Provided material:

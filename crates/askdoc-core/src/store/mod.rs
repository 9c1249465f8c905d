//! Storage abstraction for askdoc.
//!
//! The [`DocumentStore`] and [`SessionStore`] traits define the storage
//! operations needed by the ingestion pipeline and the answer
//! orchestrator, enabling pluggable backends. The shipped backend is
//! in-memory ([`memory`]); state lives for the process lifetime with no
//! eviction and no persistence.
//!
//! Implementations must be `Send + Sync` to work with async runtimes.

pub mod memory;

use anyhow::Result;
use async_trait::async_trait;

use crate::models::{Chunk, Document, DocumentStatus, Turn};

/// Storage for uploaded documents and their ingestion outcomes.
///
/// The per-document status transition is write-once: a record enters as
/// `Processing` via [`insert`](DocumentStore::insert) and settles exactly
/// once through [`complete`](DocumentStore::complete) or
/// [`fail`](DocumentStore::fail). `complete` attaches the chunk list and
/// flips the status in a single mutation, so concurrent readers observe
/// either the pre-ingestion empty state or the fully populated completed
/// state — never a torn chunk list.
#[async_trait]
pub trait DocumentStore: Send + Sync {
    /// Insert a fresh `Processing` record. Rejects duplicate ids.
    async fn insert(&self, doc: Document) -> Result<()>;

    /// Fetch a full document snapshot by id.
    async fn get(&self, id: &str) -> Result<Option<Document>>;

    /// Fetch just the status of a document by id.
    async fn status(&self, id: &str) -> Result<Option<DocumentStatus>>;

    /// Settle a document as `Completed`, attaching its chunks atomically.
    /// Rejects unknown ids and already-settled documents.
    async fn complete(&self, id: &str, chunks: Vec<Chunk>) -> Result<()>;

    /// Settle a document as `Failed`, recording the diagnostic cause.
    /// Rejects unknown ids and already-settled documents.
    async fn fail(&self, id: &str, cause: &str) -> Result<()>;
}

/// Storage for per-session conversation history.
///
/// Sessions are created lazily on first reference and live for the
/// process lifetime. History is append-only, and a question/answer pair
/// is appended as one atomic exchange so concurrent asks against the
/// same session cannot interleave inside a pair.
#[async_trait]
pub trait SessionStore: Send + Sync {
    /// Ensure a session exists, creating it with empty history if needed.
    async fn touch(&self, session_id: &str) -> Result<()>;

    /// Append a user turn followed by an assistant turn, atomically.
    /// Lazily creates the session.
    async fn append_exchange(&self, session_id: &str, question: &str, answer: &str) -> Result<()>;

    /// Read a session's ordered history. Unknown sessions read as empty
    /// rather than erroring.
    async fn history(&self, session_id: &str) -> Result<Vec<Turn>>;
}
//! Multi-format text extraction for uploaded documents.
//!
//! Callers supply a file path plus the declared [`DocumentKind`]; this
//! module returns plain UTF-8 text. It is read-only — status recording
//! is the ingestion pipeline's job — and every I/O or parse error is
//! surfaced to the caller.
//!
//! - **Text**: UTF-8 file read.
//! - **PDF**: `pdf-extract`, pages concatenated in page order. Pages
//!   with no extractable text (scanned/image-only) contribute nothing;
//!   there is no OCR.
//! - **Docx**: the OOXML ZIP's `word/document.xml` streamed with
//!   `quick-xml`; `w:t` runs are collected and paragraphs joined by
//!   newline in document order.

use std::io::Read;
use std::path::Path;

use thiserror::Error;

/// Maximum decompressed bytes to read from a single ZIP entry
/// (zip-bomb protection).
const MAX_XML_ENTRY_BYTES: u64 = 50 * 1024 * 1024;

/// Declared type of an uploaded document.
///
/// Anything outside this set is rejected by the engine before any
/// document state is created.
#[derive(Debug, Clone, Copy, PartialEq, Eq)]
pub enum DocumentKind {
    Text,
    Pdf,
    Docx,
}

impl DocumentKind {
    /// Sniff the kind from a filename extension. `None` means the
    /// upload must be rejected as unsupported input.
    pub fn from_filename(filename: &str) -> Option<Self> {
        let ext = Path::new(filename).extension()?.to_str()?.to_lowercase();
        match ext.as_str() {
            "txt" => Some(DocumentKind::Text),
            "pdf" => Some(DocumentKind::Pdf),
            "docx" => Some(DocumentKind::Docx),
            _ => None,
        }
    }

    /// Canonical extension used for the parked upload file.
    pub fn extension(&self) -> &'static str {
        match self {
            DocumentKind::Text => "txt",
            DocumentKind::Pdf => "pdf",
            DocumentKind::Docx => "docx",
        }
    }
}

/// Extraction error. The ingestion pipeline collapses any variant into
/// the document's `failed` status.
#[derive(Debug, Error)]
pub enum ExtractError {
    #[error("failed to read file: {0}")]
    Io(#[from] std::io::Error),
    #[error("PDF extraction failed: {0}")]
    Pdf(String),
    #[error("docx extraction failed: {0}")]
    Docx(String),
}

/// Extract plain text from a file of the declared kind.
pub fn extract_text(path: &Path, kind: DocumentKind) -> Result<String, ExtractError> {
    match kind {
        DocumentKind::Text => Ok(std::fs::read_to_string(path)?),
        DocumentKind::Pdf => extract_pdf(path),
        DocumentKind::Docx => extract_docx(&std::fs::read(path)?),
    }
}

fn extract_pdf(path: &Path) -> Result<String, ExtractError> {
    pdf_extract::extract_text(path).map_err(|e| ExtractError::Pdf(e.to_string()))
}

fn extract_docx(bytes: &[u8]) -> Result<String, ExtractError> {
    let mut archive = zip::ZipArchive::new(std::io::Cursor::new(bytes))
        .map_err(|e| ExtractError::Docx(e.to_string()))?;
    let entry = archive
        .by_name("word/document.xml")
        .map_err(|e| ExtractError::Docx(e.to_string()))?;

    let mut doc_xml = Vec::new();
    entry
        .take(MAX_XML_ENTRY_BYTES)
        .read_to_end(&mut doc_xml)
        .map_err(|e| ExtractError::Docx(e.to_string()))?;
    if doc_xml.len() as u64 >= MAX_XML_ENTRY_BYTES {
        return Err(ExtractError::Docx(
            "word/document.xml exceeds size limit".to_string(),
        ));
    }

    extract_paragraphs(&doc_xml)
}

/// Walk the document XML collecting `w:t` runs; each closed `w:p`
/// finishes a paragraph. Paragraphs are joined by newline, empty ones
/// included, matching the source document's order.
fn extract_paragraphs(xml: &[u8]) -> Result<String, ExtractError> {
    let mut paragraphs: Vec<String> = Vec::new();
    let mut current = String::new();
    let mut in_text_run = false;

    let mut reader = quick_xml::Reader::from_reader(xml);
    let mut buf = Vec::new();
    loop {
        match reader.read_event_into(&mut buf) {
            Ok(quick_xml::events::Event::Start(e)) => {
                if e.local_name().as_ref() == b"t" {
                    in_text_run = true;
                }
            }
            Ok(quick_xml::events::Event::Text(t)) => {
                if in_text_run {
                    current.push_str(
                        t.unescape()
                            .map_err(|e| ExtractError::Docx(e.to_string()))?
                            .as_ref(),
                    );
                }
            }
            Ok(quick_xml::events::Event::End(e)) => match e.local_name().as_ref() {
                b"t" => in_text_run = false,
                b"p" => paragraphs.push(std::mem::take(&mut current)),
                _ => {}
            },
            Ok(quick_xml::events::Event::Eof) => break,
            Err(e) => return Err(ExtractError::Docx(e.to_string())),
            _ => {}
        }
        buf.clear();
    }

    Ok(paragraphs.join("\n"))
}
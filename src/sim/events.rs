//! Effect events for the presentation layer
//!
//! Emitted, never read back by the simulation. Sound, particles and score
//! popups are driven entirely from this stream.

use glam::Vec2;
use serde::{Deserialize, Serialize};

use super::entity::{EntityId, EntityKind};

#[derive(Debug, Clone, Copy, PartialEq, Eq, Serialize, Deserialize)]
#[serde(rename_all = "kebab-case")]
pub enum EffectKind {
    /// Scorable entity selected
    Hit,
    /// Hazard selected
    HazardHit,
    /// Scorable entity fell unresolved
    Miss,
}

#[derive(Debug, Clone, Copy, PartialEq, Serialize, Deserialize)]
pub struct EffectEvent {
    pub pos: Vec2,
    pub kind: EffectKind,
    /// Points gained for `Hit`, lives lost otherwise
    pub magnitude: u32,
    pub entity_id: EntityId,
    pub entity_kind: EntityKind,
}

/// Ordered queue of pending effects
#[derive(Debug, Clone, Default)]
pub struct EffectQueue {
    pending: Vec<EffectEvent>,
}

impl EffectQueue {
    pub fn push(&mut self, event: EffectEvent) {
        self.pending.push(event);
    }

    /// Hand every pending event to the caller, oldest first
    pub fn drain(&mut self) -> Vec<EffectEvent> {
        std::mem::take(&mut self.pending)
    }

    pub fn len(&self) -> usize {
        self.pending.len()
    }

    pub fn is_empty(&self) -> bool {
        self.pending.is_empty()
    }

    pub fn clear(&mut self) {
        self.pending.clear();
    }
}
//! Per-frame integration and bounds culling
//!
//! Every live entity moves by its velocity, then gravity is added to `vy`.
//! Entities that leave the play bounds are removed in the same step; a
//! scorable entity falling out the bottom is a miss and costs a life.

use super::entity::Entity;
use super::events::{EffectEvent, EffectKind, EffectQueue};
use super::live::LiveSet;
use super::session::SessionState;
use crate::tuning::{PlayArea, Tuning};

/// Why an entity left play
#[derive(Debug, Clone, Copy, PartialEq, Eq)]
pub enum ExitReason {
    /// Dropped below `height + FALL_MARGIN`
    Fell,
    /// Drifted past a side bound
    Sideways,
}

/// An entity culled by the integrator
#[derive(Debug, Clone, PartialEq)]
pub struct Exit {
    pub entity: Entity,
    pub reason: ExitReason,
}

impl Exit {
    /// Unresolved scorable entity falling out of play
    pub fn is_miss(&self) -> bool {
        self.reason == ExitReason::Fell && self.entity.kind.is_scorable()
    }
}

/// Outcome of one gated frame
#[derive(Debug, Clone, Default, PartialEq)]
pub struct FrameReport {
    pub exits: Vec<Exit>,
    pub lives_lost: u32,
    /// This frame ended the session
    pub game_over: bool,
}

#[derive(Debug, Clone)]
pub struct Integrator {
    area: PlayArea,
    gravity: f32,
}

impl Integrator {
    pub fn new(tuning: &Tuning) -> Self {
        Self {
            area: tuning.area,
            gravity: tuning.gravity,
        }
    }

    /// Classify a post-update position
    fn exit_reason(&self, entity: &Entity) -> Option<ExitReason> {
        if entity.pos.y > self.area.fall_line() {
            Some(ExitReason::Fell)
        } else if self.area.outside_sides(entity.pos.x) {
            Some(ExitReason::Sideways)
        } else {
            None
        }
    }

    /// Advance every live entity one step and remove the ones that left.
    ///
    /// Ungated: [`frame`] is the entry point that checks the session.
    pub fn step(&self, live: &mut LiveSet) -> Vec<Exit> {
        let mut next = Vec::with_capacity(live.len());
        let mut exits = Vec::new();

        for entity in live.as_slice() {
            let moved = entity.stepped(self.gravity);
            match self.exit_reason(&moved) {
                Some(reason) => exits.push(Exit {
                    entity: moved,
                    reason,
                }),
                None => next.push(moved),
            }
        }

        live.replace(next);
        exits
    }
}

/// One integrator tick against the session gate.
///
/// Outside `Playing` nothing moves. Misses route through the session's
/// life-loss path; once it reports game over, later misses in the same
/// frame are no-ops.
pub fn frame(
    integrator: &Integrator,
    live: &mut LiveSet,
    session: &mut SessionState,
    effects: &mut EffectQueue,
) -> FrameReport {
    if !session.is_playing() {
        return FrameReport::default();
    }

    let exits = integrator.step(live);
    let mut report = FrameReport::default();

    for exit in exits.iter().filter(|e| e.is_miss()) {
        let Some(loss) = session.lose_life() else {
            continue;
        };
        log::debug!(
            "miss #{} {:?}, {} lives left",
            exit.entity.id,
            exit.entity.kind,
            loss.lives_left
        );
        report.lives_lost += 1;
        report.game_over |= loss.game_over;
        effects.push(EffectEvent {
            pos: exit.entity.pos,
            kind: EffectKind::Miss,
            magnitude: 1,
            entity_id: exit.entity.id,
            entity_kind: exit.entity.kind,
        });
    }

    if !exits.is_empty() {
        log::trace!(
            "frame culled {} entities, {} live",
            exits.len(),
            live.len()
        );
    }
    report.exits = exits;
    report
}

About this task:
Restate the material word for word, but only from its first line through the line containing "document by id.".

Written answer:
filename crates/askdoc-core/src/store/mod.rs
repository 9c1249465f8c905d
//! Storage abstraction for askdoc.
//!
//! The [`DocumentStore`] and [`SessionStore`] traits define the storage
//! operations needed by the ingestion pipeline and the answer
//! orchestrator, enabling pluggable backends. The shipped backend is
//! in-memory ([`memory`]); state lives for the process lifetime with no
//! eviction and no persistence.
//!
//! Implementations must be `Send + Sync` to work with async runtimes.

pub mod memory;

use anyhow::Result;
use async_trait::async_trait;

use crate::models::{Chunk, Document, DocumentStatus, Turn};

/// Storage for uploaded documents and their ingestion outcomes.
///
/// The per-document status transition is write-once: a record enters as
/// `Processing` via [`insert`](DocumentStore::insert) and settles exactly
/// once through [`complete`](DocumentStore::complete) or
/// [`fail`](DocumentStore::fail). `complete` attaches the chunk list and
/// flips the status in a single mutation, so concurrent readers observe
/// either the pre-ingestion empty state or the fully populated completed
/// state — never a torn chunk list.
#[async_trait]
pub trait DocumentStore: Send + Sync {
    /// Insert a fresh `Processing` record. Rejects duplicate ids.
    async fn insert(&self, doc: Document) -> Result<()>;

    /// Fetch a full document snapshot by id.
    async fn get(&self, id: &str) -> Result<Option<Document>>;

    /// Fetch just the status of a document by id.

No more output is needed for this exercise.